» **WHAT YOU ARE ASKED TO DO**:
Would you give all of the records again, exactly as they read?

» **EXTRACTED MATERIAL**:
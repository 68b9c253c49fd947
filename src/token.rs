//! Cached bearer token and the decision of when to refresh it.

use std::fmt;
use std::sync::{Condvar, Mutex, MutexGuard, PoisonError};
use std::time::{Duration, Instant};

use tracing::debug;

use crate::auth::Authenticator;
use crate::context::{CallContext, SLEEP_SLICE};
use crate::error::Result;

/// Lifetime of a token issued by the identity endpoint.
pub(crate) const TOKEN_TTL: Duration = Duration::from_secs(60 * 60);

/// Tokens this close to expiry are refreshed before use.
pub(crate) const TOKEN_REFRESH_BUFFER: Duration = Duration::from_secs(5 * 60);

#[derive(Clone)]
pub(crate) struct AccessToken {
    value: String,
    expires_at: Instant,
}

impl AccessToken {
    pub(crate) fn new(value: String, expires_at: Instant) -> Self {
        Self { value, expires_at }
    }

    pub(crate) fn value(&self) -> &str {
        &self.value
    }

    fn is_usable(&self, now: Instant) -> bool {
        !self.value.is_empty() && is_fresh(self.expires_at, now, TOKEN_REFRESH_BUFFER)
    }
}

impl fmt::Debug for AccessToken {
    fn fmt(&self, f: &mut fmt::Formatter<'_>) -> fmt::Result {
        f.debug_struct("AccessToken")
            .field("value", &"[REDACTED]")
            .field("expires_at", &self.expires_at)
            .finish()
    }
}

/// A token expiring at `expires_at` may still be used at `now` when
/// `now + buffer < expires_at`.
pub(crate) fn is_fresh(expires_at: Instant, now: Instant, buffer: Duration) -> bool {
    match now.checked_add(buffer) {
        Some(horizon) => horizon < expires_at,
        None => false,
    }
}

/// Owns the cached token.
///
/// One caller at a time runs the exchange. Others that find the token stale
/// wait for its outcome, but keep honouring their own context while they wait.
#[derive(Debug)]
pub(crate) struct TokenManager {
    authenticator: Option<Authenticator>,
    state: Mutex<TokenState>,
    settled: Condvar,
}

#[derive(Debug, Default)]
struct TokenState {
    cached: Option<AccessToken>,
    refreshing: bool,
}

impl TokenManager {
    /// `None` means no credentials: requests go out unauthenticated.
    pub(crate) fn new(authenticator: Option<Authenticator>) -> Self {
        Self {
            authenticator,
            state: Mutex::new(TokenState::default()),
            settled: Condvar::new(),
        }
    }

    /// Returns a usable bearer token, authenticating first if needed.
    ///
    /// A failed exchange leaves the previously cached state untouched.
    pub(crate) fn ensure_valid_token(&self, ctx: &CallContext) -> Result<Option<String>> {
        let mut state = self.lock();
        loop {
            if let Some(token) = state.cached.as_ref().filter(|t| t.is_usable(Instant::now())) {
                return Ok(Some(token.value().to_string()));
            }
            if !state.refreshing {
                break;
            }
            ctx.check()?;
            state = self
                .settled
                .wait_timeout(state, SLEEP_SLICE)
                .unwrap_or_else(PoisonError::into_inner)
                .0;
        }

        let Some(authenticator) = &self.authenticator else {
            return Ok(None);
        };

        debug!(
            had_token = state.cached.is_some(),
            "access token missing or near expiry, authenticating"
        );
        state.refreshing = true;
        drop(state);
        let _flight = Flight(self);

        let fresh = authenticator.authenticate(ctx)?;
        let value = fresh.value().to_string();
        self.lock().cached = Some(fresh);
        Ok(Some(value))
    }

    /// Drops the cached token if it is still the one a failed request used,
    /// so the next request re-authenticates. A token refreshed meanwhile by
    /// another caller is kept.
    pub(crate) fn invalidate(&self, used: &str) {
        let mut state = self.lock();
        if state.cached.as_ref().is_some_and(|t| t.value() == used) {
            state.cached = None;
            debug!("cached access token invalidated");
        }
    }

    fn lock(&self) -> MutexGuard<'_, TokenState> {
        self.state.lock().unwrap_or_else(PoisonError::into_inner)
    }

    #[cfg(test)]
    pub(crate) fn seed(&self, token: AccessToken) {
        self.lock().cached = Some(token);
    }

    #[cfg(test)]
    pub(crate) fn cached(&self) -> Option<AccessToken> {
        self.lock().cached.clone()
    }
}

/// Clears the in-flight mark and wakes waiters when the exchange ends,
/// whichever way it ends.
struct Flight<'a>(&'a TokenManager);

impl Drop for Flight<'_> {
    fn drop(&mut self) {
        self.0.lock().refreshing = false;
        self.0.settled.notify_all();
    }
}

» **EXPECTED OUTPUT**:
repository 68b9c253c49fd947
filename src/token.rs
//! Cached bearer token and the decision of when to refresh it.

use std::fmt;
use std::sync::{Condvar, Mutex, MutexGuard, PoisonError};
use std::time::{Duration, Instant};

use tracing::debug;

use crate::auth::Authenticator;
use crate::context::{CallContext, SLEEP_SLICE};
use crate::error::Result;

/// Lifetime of a token issued by the identity endpoint.
pub(crate) const TOKEN_TTL: Duration = Duration::from_secs(60 * 60);

/// Tokens this close to expiry are refreshed before use.
pub(crate) const TOKEN_REFRESH_BUFFER: Duration = Duration::from_secs(5 * 60);

#[derive(Clone)]
pub(crate) struct AccessToken {
    value: String,
    expires_at: Instant,
}

impl AccessToken {
    pub(crate) fn new(value: String, expires_at: Instant) -> Self {
        Self { value, expires_at }
    }

    pub(crate) fn value(&self) -> &str {
        &self.value
    }

    fn is_usable(&self, now: Instant) -> bool {
        !self.value.is_empty() && is_fresh(self.expires_at, now, TOKEN_REFRESH_BUFFER)
    }
}

impl fmt::Debug for AccessToken {
    fn fmt(&self, f: &mut fmt::Formatter<'_>) -> fmt::Result {
        f.debug_struct("AccessToken")
            .field("value", &"[REDACTED]")
            .field("expires_at", &self.expires_at)
            .finish()
    }
}

/// A token expiring at `expires_at` may still be used at `now` when
/// `now + buffer < expires_at`.
pub(crate) fn is_fresh(expires_at: Instant, now: Instant, buffer: Duration) -> bool {
    match now.checked_add(buffer) {
        Some(horizon) => horizon < expires_at,
        None => false,
    }
}

/// Owns the cached token.
///
/// One caller at a time runs the exchange. Others that find the token stale
/// wait for its outcome, but keep honouring their own context while they wait.
#[derive(Debug)]
pub(crate) struct TokenManager {
    authenticator: Option<Authenticator>,
    state: Mutex<TokenState>,
    settled: Condvar,
}

#[derive(Debug, Default)]
struct TokenState {
    cached: Option<AccessToken>,
    refreshing: bool,
}

impl TokenManager {
    /// `None` means no credentials: requests go out unauthenticated.
    pub(crate) fn new(authenticator: Option<Authenticator>) -> Self {
        Self {
            authenticator,
            state: Mutex::new(TokenState::default()),
            settled: Condvar::new(),
        }
    }

    /// Returns a usable bearer token, authenticating first if needed.
    ///
    /// A failed exchange leaves the previously cached state untouched.
    pub(crate) fn ensure_valid_token(&self, ctx: &CallContext) -> Result<Option<String>> {
        let mut state = self.lock();
        loop {
            if let Some(token) = state.cached.as_ref().filter(|t| t.is_usable(Instant::now())) {
                return Ok(Some(token.value().to_string()));
            }
            if !state.refreshing {
                break;
            }
            ctx.check()?;
            state = self
                .settled
                .wait_timeout(state, SLEEP_SLICE)
                .unwrap_or_else(PoisonError::into_inner)
                .0;
        }

        let Some(authenticator) = &self.authenticator else {
            return Ok(None);
        };

        debug!(
            had_token = state.cached.is_some(),
            "access token missing or near expiry, authenticating"
        );
        state.refreshing = true;
        drop(state);
        let _flight = Flight(self);

        let fresh = authenticator.authenticate(ctx)?;
        let value = fresh.value().to_string();
        self.lock().cached = Some(fresh);
        Ok(Some(value))
    }

    /// Drops the cached token if it is still the one a failed request used,
    /// so the next request re-authenticates. A token refreshed meanwhile by
    /// another caller is kept.
    pub(crate) fn invalidate(&self, used: &str) {
        let mut state = self.lock();
        if state.cached.as_ref().is_some_and(|t| t.value() == used) {
            state.cached = None;
            debug!("cached access token invalidated");
        }
    }

    fn lock(&self) -> MutexGuard<'_, TokenState> {
        self.state.lock().unwrap_or_else(PoisonError::into_inner)
    }

    #[cfg(test)]
    pub(crate) fn seed(&self, token: AccessToken) {
        self.lock().cached = Some(token);
    }

    #[cfg(test)]
    pub(crate) fn cached(&self) -> Option<AccessToken> {
        self.lock().cached.clone()
    }
}

/// Clears the in-flight mark and wakes waiters when the exchange ends,
/// whichever way it ends.
struct Flight<'a>(&'a TokenManager);

impl Drop for Flight<'_> {
    fn drop(&mut self) {
        self.0.lock().refreshing = false;
        self.0.settled.notify_all();
    }
}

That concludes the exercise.